───── INPUT RECORDS ─────
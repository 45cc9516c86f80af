use clap::{Parser, Subcommand};
use std::path::PathBuf;

/// CLI for poking at the home feed, pagination and image cache
#[derive(Parser)]
#[command(name = "sugarbox")]
#[command(about = "Debug the SugarBox home feed pipeline from a terminal", long_about = None)]
pub struct Cli {
    /// TOML config file (env SUGARBOX_* still applies on top)
    #[arg(short, long, global = true)]
    pub config: Option<PathBuf>,

    /// Log at debug level
    #[arg(short, long, global = true)]
    pub verbose: bool,

    #[command(subcommand)]
    pub command: Commands,
}

#[derive(Subcommand)]
pub enum Commands {
    /// Fetch a single page of home feeds
    Feeds {
        #[arg(short, long, default_value_t = 0)]
        page: u32,
        /// Items per page (defaults to the configured page size)
        #[arg(short, long)]
        limit: Option<u32>,
    },
    /// Walk the home screen: reset, then scroll to the end N times
    Browse {
        #[arg(short, long, default_value_t = 2)]
        pages: u32,
    },
    /// Load an image by asset source path through the cache
    Image {
        source_path: String,
    },
    /// Empty the image cache
    CacheClear,
}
─────
WORK REQUEST: Lines from the start of the entries through the one containing "#[command(subcommand)]" are to be set down again exactly, both ends included.

OUTPUT OF THE TASK:
repository 45cc9516c86f80af
use clap::{Parser, Subcommand};
use std::path::PathBuf;

/// CLI for poking at the home feed, pagination and image cache
#[derive(Parser)]
#[command(name = "sugarbox")]
#[command(about = "Debug the SugarBox home feed pipeline from a terminal", long_about = None)]
pub struct Cli {
    /// TOML config file (env SUGARBOX_* still applies on top)
    #[arg(short, long, global = true)]
    pub config: Option<PathBuf>,

    /// Log at debug level
    #[arg(short, long, global = true)]
    pub verbose: bool,

    #[command(subcommand)]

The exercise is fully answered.